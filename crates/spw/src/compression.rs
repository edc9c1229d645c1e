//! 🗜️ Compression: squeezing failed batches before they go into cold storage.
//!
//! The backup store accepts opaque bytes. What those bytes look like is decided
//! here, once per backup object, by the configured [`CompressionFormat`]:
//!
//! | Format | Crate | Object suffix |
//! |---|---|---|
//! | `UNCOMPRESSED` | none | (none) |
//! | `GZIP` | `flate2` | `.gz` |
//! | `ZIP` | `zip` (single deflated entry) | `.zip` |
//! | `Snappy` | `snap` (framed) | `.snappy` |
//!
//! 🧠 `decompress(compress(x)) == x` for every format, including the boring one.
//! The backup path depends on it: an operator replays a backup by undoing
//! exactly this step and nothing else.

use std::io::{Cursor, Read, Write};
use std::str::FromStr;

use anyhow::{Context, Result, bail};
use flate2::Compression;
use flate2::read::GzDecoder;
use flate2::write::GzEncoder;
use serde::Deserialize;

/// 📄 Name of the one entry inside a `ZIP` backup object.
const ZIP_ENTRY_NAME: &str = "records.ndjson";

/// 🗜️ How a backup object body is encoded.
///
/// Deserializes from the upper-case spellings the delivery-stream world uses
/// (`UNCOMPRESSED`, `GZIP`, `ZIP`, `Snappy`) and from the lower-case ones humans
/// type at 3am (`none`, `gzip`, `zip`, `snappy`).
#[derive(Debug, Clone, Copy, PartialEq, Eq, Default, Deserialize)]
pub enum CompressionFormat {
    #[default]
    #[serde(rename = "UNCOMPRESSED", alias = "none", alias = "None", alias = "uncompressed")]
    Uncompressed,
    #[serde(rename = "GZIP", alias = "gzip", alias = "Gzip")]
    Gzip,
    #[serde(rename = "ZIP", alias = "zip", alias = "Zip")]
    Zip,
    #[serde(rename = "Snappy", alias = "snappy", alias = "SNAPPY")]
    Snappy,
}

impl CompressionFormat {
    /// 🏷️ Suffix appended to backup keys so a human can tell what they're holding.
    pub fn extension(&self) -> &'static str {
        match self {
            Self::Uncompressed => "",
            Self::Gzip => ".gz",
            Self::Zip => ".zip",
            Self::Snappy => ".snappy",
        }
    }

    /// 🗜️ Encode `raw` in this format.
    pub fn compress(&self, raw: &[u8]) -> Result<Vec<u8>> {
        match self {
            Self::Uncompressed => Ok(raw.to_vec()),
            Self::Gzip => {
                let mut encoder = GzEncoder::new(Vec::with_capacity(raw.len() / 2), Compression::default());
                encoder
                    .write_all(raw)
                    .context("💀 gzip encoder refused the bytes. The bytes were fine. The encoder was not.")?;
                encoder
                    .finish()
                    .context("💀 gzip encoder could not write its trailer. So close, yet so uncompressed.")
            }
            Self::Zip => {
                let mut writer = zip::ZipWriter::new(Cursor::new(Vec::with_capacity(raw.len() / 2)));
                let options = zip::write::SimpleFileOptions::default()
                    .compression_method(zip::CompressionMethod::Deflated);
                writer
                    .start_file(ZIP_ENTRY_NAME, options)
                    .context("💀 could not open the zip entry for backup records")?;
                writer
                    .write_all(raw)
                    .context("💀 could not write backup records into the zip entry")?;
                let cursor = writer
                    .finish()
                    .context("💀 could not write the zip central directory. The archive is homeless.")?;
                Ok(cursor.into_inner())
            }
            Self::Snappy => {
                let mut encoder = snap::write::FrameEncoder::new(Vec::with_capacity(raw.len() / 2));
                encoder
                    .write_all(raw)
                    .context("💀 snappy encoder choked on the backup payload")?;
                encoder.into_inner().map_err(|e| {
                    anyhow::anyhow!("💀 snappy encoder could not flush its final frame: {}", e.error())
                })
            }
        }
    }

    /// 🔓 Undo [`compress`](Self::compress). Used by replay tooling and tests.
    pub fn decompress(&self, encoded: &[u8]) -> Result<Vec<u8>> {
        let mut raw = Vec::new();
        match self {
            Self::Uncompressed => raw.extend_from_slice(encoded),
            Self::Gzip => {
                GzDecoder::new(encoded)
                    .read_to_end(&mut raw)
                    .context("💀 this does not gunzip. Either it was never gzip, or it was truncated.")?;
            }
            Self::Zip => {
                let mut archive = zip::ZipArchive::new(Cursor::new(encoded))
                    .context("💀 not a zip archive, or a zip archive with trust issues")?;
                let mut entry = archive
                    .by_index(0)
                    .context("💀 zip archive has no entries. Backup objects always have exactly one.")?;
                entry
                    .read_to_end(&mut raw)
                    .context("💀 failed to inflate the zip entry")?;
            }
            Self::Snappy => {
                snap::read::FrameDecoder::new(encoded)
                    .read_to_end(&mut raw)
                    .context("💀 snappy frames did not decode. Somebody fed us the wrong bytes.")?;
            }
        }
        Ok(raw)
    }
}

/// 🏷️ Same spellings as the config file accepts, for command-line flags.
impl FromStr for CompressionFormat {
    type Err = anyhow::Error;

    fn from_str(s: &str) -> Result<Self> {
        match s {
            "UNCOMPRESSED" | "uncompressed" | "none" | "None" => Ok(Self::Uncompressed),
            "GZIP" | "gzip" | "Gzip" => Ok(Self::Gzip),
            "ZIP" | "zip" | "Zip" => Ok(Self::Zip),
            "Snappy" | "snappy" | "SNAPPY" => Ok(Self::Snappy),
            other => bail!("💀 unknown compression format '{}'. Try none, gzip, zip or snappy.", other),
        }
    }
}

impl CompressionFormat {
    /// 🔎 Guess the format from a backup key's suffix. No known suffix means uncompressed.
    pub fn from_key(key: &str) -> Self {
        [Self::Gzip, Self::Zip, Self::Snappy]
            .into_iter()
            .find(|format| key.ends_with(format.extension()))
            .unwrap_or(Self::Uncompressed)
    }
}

What is required =
The whole of the material above should be given again exactly.

Answer to this problem =
filename crates/spw/src/compression.rs
repository edc9c1229d645c1e
//! 🗜️ Compression: squeezing failed batches before they go into cold storage.
//!
//! The backup store accepts opaque bytes. What those bytes look like is decided
//! here, once per backup object, by the configured [`CompressionFormat`]:
//!
//! | Format | Crate | Object suffix |
//! |---|---|---|
//! | `UNCOMPRESSED` | none | (none) |
//! | `GZIP` | `flate2` | `.gz` |
//! | `ZIP` | `zip` (single deflated entry) | `.zip` |
//! | `Snappy` | `snap` (framed) | `.snappy` |
//!
//! 🧠 `decompress(compress(x)) == x` for every format, including the boring one.
//! The backup path depends on it: an operator replays a backup by undoing
//! exactly this step and nothing else.

use std::io::{Cursor, Read, Write};
use std::str::FromStr;

use anyhow::{Context, Result, bail};
use flate2::Compression;
use flate2::read::GzDecoder;
use flate2::write::GzEncoder;
use serde::Deserialize;

/// 📄 Name of the one entry inside a `ZIP` backup object.
const ZIP_ENTRY_NAME: &str = "records.ndjson";

/// 🗜️ How a backup object body is encoded.
///
/// Deserializes from the upper-case spellings the delivery-stream world uses
/// (`UNCOMPRESSED`, `GZIP`, `ZIP`, `Snappy`) and from the lower-case ones humans
/// type at 3am (`none`, `gzip`, `zip`, `snappy`).
#[derive(Debug, Clone, Copy, PartialEq, Eq, Default, Deserialize)]
pub enum CompressionFormat {
    #[default]
    #[serde(rename = "UNCOMPRESSED", alias = "none", alias = "None", alias = "uncompressed")]
    Uncompressed,
    #[serde(rename = "GZIP", alias = "gzip", alias = "Gzip")]
    Gzip,
    #[serde(rename = "ZIP", alias = "zip", alias = "Zip")]
    Zip,
    #[serde(rename = "Snappy", alias = "snappy", alias = "SNAPPY")]
    Snappy,
}

impl CompressionFormat {
    /// 🏷️ Suffix appended to backup keys so a human can tell what they're holding.
    pub fn extension(&self) -> &'static str {
        match self {
            Self::Uncompressed => "",
            Self::Gzip => ".gz",
            Self::Zip => ".zip",
            Self::Snappy => ".snappy",
        }
    }

    /// 🗜️ Encode `raw` in this format.
    pub fn compress(&self, raw: &[u8]) -> Result<Vec<u8>> {
        match self {
            Self::Uncompressed => Ok(raw.to_vec()),
            Self::Gzip => {
                let mut encoder = GzEncoder::new(Vec::with_capacity(raw.len() / 2), Compression::default());
                encoder
                    .write_all(raw)
                    .context("💀 gzip encoder refused the bytes. The bytes were fine. The encoder was not.")?;
                encoder
                    .finish()
                    .context("💀 gzip encoder could not write its trailer. So close, yet so uncompressed.")
            }
            Self::Zip => {
                let mut writer = zip::ZipWriter::new(Cursor::new(Vec::with_capacity(raw.len() / 2)));
                let options = zip::write::SimpleFileOptions::default()
                    .compression_method(zip::CompressionMethod::Deflated);
                writer
                    .start_file(ZIP_ENTRY_NAME, options)
                    .context("💀 could not open the zip entry for backup records")?;
                writer
                    .write_all(raw)
                    .context("💀 could not write backup records into the zip entry")?;
                let cursor = writer
                    .finish()
                    .context("💀 could not write the zip central directory. The archive is homeless.")?;
                Ok(cursor.into_inner())
            }
            Self::Snappy => {
                let mut encoder = snap::write::FrameEncoder::new(Vec::with_capacity(raw.len() / 2));
                encoder
                    .write_all(raw)
                    .context("💀 snappy encoder choked on the backup payload")?;
                encoder.into_inner().map_err(|e| {
                    anyhow::anyhow!("💀 snappy encoder could not flush its final frame: {}", e.error())
                })
            }
        }
    }

    /// 🔓 Undo [`compress`](Self::compress). Used by replay tooling and tests.
    pub fn decompress(&self, encoded: &[u8]) -> Result<Vec<u8>> {
        let mut raw = Vec::new();
        match self {
            Self::Uncompressed => raw.extend_from_slice(encoded),
            Self::Gzip => {
                GzDecoder::new(encoded)
                    .read_to_end(&mut raw)
                    .context("💀 this does not gunzip. Either it was never gzip, or it was truncated.")?;
            }
            Self::Zip => {
                let mut archive = zip::ZipArchive::new(Cursor::new(encoded))
                    .context("💀 not a zip archive, or a zip archive with trust issues")?;
                let mut entry = archive
                    .by_index(0)
                    .context("💀 zip archive has no entries. Backup objects always have exactly one.")?;
                entry
                    .read_to_end(&mut raw)
                    .context("💀 failed to inflate the zip entry")?;
            }
            Self::Snappy => {
                snap::read::FrameDecoder::new(encoded)
                    .read_to_end(&mut raw)
                    .context("💀 snappy frames did not decode. Somebody fed us the wrong bytes.")?;
            }
        }
        Ok(raw)
    }
}

/// 🏷️ Same spellings as the config file accepts, for command-line flags.
impl FromStr for CompressionFormat {
    type Err = anyhow::Error;

    fn from_str(s: &str) -> Result<Self> {
        match s {
            "UNCOMPRESSED" | "uncompressed" | "none" | "None" => Ok(Self::Uncompressed),
            "GZIP" | "gzip" | "Gzip" => Ok(Self::Gzip),
            "ZIP" | "zip" | "Zip" => Ok(Self::Zip),
            "Snappy" | "snappy" | "SNAPPY" => Ok(Self::Snappy),
            other => bail!("💀 unknown compression format '{}'. Try none, gzip, zip or snappy.", other),
        }
    }
}

impl CompressionFormat {
    /// 🔎 Guess the format from a backup key's suffix. No known suffix means uncompressed.
    pub fn from_key(key: &str) -> Self {
        [Self::Gzip, Self::Zip, Self::Snappy]
            .into_iter()
            .find(|format| key.ends_with(format.extension()))
            .unwrap_or(Self::Uncompressed)
    }
}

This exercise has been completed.